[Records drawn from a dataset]
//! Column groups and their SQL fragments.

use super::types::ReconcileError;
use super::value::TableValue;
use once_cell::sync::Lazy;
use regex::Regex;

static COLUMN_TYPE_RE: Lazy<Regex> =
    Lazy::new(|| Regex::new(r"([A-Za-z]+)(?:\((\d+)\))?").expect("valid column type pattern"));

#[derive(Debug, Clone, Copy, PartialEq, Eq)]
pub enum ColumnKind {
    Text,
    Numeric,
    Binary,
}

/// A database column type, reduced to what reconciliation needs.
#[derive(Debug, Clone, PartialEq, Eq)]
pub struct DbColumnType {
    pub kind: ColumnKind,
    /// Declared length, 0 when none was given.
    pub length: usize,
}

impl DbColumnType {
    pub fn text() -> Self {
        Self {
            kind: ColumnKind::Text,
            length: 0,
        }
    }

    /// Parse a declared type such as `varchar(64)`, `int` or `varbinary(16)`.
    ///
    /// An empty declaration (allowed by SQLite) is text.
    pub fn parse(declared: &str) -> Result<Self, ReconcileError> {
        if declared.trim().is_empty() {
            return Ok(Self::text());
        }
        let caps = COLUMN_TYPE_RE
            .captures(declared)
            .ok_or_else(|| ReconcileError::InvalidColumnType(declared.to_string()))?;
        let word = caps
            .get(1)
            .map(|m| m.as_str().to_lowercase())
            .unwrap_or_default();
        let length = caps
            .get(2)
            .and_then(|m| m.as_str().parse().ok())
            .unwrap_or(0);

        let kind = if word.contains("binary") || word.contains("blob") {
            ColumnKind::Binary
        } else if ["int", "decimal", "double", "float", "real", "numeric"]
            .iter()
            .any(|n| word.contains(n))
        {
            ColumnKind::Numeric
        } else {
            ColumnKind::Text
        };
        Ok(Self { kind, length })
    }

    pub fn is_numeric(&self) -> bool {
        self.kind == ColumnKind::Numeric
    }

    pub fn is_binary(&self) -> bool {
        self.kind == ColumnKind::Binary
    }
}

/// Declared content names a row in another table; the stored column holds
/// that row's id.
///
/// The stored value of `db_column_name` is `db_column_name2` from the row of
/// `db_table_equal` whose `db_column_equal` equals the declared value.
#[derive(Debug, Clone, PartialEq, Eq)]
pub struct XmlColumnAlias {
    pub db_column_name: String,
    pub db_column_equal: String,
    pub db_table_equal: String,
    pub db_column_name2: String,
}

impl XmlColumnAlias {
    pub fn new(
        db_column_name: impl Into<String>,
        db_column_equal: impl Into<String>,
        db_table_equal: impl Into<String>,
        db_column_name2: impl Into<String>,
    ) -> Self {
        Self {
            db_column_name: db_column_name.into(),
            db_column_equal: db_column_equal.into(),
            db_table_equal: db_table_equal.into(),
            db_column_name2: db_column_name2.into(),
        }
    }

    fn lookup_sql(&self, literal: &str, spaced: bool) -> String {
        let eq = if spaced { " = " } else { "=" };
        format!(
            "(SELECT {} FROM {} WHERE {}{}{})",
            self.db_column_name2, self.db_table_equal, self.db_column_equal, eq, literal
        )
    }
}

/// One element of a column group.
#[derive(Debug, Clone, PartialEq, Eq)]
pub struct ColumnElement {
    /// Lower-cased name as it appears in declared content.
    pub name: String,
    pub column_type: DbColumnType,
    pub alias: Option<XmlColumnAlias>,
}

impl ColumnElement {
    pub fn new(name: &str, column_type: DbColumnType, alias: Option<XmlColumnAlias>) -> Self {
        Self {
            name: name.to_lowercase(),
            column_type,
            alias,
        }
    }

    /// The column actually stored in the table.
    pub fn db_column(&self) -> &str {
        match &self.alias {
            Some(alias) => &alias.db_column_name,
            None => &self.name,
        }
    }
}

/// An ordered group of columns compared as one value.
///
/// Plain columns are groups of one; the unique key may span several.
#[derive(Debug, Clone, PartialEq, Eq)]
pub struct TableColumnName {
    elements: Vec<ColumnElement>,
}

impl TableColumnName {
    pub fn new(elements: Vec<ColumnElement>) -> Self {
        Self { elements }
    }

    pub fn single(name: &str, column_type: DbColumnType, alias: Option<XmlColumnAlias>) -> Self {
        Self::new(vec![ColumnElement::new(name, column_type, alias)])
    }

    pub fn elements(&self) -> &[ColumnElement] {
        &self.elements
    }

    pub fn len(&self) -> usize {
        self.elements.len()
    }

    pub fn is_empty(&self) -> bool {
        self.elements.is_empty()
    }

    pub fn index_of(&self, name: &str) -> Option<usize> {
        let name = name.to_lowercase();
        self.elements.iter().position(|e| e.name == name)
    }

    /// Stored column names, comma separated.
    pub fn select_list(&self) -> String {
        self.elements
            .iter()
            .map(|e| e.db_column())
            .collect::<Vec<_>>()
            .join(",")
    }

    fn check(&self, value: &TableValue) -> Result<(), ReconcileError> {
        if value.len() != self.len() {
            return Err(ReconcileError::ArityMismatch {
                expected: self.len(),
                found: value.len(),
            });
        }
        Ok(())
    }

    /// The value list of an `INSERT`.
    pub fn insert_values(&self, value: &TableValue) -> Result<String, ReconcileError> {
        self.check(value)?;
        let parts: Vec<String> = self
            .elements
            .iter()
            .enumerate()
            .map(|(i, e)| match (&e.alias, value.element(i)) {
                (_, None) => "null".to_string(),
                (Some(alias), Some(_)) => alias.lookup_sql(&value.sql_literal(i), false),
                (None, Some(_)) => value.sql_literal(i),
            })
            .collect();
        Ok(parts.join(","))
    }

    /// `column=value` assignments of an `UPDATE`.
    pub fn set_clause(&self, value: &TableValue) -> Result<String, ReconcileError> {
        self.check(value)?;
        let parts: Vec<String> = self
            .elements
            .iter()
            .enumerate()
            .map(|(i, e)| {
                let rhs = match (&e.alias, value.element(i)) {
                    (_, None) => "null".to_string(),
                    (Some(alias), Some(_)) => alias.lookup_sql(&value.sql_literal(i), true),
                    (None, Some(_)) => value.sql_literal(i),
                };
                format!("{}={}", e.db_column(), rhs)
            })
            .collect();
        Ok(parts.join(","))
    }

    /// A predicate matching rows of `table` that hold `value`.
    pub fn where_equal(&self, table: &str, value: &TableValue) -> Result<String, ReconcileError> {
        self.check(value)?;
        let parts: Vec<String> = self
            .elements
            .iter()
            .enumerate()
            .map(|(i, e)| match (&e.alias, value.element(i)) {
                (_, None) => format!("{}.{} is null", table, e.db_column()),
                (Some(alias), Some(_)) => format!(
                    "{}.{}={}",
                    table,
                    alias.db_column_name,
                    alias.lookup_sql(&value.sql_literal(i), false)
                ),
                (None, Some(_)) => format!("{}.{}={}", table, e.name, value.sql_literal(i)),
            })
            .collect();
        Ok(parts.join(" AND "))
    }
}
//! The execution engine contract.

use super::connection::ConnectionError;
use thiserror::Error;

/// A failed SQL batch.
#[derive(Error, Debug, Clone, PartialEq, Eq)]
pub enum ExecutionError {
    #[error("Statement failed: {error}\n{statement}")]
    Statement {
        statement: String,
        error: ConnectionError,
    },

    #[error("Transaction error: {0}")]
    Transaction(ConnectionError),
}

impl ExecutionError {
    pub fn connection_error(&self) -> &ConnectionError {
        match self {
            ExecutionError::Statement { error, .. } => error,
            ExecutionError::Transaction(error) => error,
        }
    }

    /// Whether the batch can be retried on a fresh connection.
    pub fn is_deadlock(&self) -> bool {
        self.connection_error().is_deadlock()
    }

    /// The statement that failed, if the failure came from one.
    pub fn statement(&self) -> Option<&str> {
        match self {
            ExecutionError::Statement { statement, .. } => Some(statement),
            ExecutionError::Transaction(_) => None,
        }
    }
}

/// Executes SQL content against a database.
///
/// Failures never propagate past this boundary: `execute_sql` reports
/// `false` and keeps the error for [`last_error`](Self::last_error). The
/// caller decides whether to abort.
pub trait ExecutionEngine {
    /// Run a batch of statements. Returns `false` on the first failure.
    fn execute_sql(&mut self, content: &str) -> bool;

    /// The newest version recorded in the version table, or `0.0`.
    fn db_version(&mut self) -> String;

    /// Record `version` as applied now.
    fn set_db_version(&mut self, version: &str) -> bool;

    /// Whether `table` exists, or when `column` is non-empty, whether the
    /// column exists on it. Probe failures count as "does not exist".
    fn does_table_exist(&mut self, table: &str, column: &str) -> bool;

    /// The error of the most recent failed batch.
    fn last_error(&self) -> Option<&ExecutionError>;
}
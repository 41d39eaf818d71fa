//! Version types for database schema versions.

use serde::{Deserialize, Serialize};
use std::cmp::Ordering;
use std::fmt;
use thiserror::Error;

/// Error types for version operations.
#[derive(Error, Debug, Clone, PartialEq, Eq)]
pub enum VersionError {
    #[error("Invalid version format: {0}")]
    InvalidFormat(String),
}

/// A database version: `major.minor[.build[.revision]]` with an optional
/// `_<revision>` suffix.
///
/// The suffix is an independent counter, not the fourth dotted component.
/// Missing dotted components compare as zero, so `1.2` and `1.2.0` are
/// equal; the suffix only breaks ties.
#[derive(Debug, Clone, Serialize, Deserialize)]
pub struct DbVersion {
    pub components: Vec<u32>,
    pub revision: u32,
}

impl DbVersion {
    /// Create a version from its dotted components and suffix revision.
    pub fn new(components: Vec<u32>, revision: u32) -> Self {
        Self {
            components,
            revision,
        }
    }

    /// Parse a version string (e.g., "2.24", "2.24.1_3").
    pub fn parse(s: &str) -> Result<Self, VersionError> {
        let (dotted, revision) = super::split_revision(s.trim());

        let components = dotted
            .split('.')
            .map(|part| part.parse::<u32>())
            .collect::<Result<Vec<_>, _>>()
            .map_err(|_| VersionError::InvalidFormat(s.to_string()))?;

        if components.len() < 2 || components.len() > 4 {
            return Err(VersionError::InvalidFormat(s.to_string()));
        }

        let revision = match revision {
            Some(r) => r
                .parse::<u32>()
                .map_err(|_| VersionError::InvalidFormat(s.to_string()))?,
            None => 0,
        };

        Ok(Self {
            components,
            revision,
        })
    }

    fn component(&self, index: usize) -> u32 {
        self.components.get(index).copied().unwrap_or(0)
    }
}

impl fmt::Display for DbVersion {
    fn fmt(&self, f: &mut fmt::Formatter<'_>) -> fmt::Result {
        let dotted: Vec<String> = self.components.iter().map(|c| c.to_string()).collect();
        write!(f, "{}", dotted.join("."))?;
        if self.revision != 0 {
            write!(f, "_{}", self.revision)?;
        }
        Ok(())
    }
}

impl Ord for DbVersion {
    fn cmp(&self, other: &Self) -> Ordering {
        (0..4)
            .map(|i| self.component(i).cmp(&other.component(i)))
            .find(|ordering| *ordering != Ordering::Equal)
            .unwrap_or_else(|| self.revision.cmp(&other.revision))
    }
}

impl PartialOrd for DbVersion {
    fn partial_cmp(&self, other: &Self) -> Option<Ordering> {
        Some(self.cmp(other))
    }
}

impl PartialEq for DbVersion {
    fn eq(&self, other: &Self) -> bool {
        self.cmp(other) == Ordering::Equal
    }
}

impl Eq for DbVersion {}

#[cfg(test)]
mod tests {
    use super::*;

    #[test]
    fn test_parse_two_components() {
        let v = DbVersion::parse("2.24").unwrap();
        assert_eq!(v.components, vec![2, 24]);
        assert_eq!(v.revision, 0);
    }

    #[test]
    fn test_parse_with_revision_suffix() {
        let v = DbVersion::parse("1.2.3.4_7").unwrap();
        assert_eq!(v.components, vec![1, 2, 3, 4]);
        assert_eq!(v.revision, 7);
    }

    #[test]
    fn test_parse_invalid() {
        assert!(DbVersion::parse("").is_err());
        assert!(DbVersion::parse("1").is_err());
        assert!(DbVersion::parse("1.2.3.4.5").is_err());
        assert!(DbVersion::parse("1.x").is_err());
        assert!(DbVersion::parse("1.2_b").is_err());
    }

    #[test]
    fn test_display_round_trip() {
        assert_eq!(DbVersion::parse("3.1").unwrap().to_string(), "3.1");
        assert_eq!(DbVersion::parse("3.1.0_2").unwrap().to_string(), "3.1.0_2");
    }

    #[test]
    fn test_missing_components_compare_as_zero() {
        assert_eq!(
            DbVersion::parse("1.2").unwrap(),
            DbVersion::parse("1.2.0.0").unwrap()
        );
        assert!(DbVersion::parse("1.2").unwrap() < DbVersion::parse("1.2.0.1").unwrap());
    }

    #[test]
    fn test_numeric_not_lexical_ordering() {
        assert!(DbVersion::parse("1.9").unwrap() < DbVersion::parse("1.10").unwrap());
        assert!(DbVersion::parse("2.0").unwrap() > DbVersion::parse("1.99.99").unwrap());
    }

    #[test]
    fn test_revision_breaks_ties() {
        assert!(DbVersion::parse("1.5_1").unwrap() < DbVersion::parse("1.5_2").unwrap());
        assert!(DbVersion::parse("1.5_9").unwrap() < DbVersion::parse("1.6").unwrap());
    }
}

* [Exercise aim] Output exactly the span of lines beginning at the first line of the records and ending at the line that holds "none was given.", inclusive, with no other text.

* [Response area]
//! Column groups and their SQL fragments.

use super::types::ReconcileError;
use super::value::TableValue;
use once_cell::sync::Lazy;
use regex::Regex;

static COLUMN_TYPE_RE: Lazy<Regex> =
    Lazy::new(|| Regex::new(r"([A-Za-z]+)(?:\((\d+)\))?").expect("valid column type pattern"));

#[derive(Debug, Clone, Copy, PartialEq, Eq)]
pub enum ColumnKind {
    Text,
    Numeric,
    Binary,
}

/// A database column type, reduced to what reconciliation needs.
#[derive(Debug, Clone, PartialEq, Eq)]
pub struct DbColumnType {
    pub kind: ColumnKind,
    /// Declared length, 0 when none was given.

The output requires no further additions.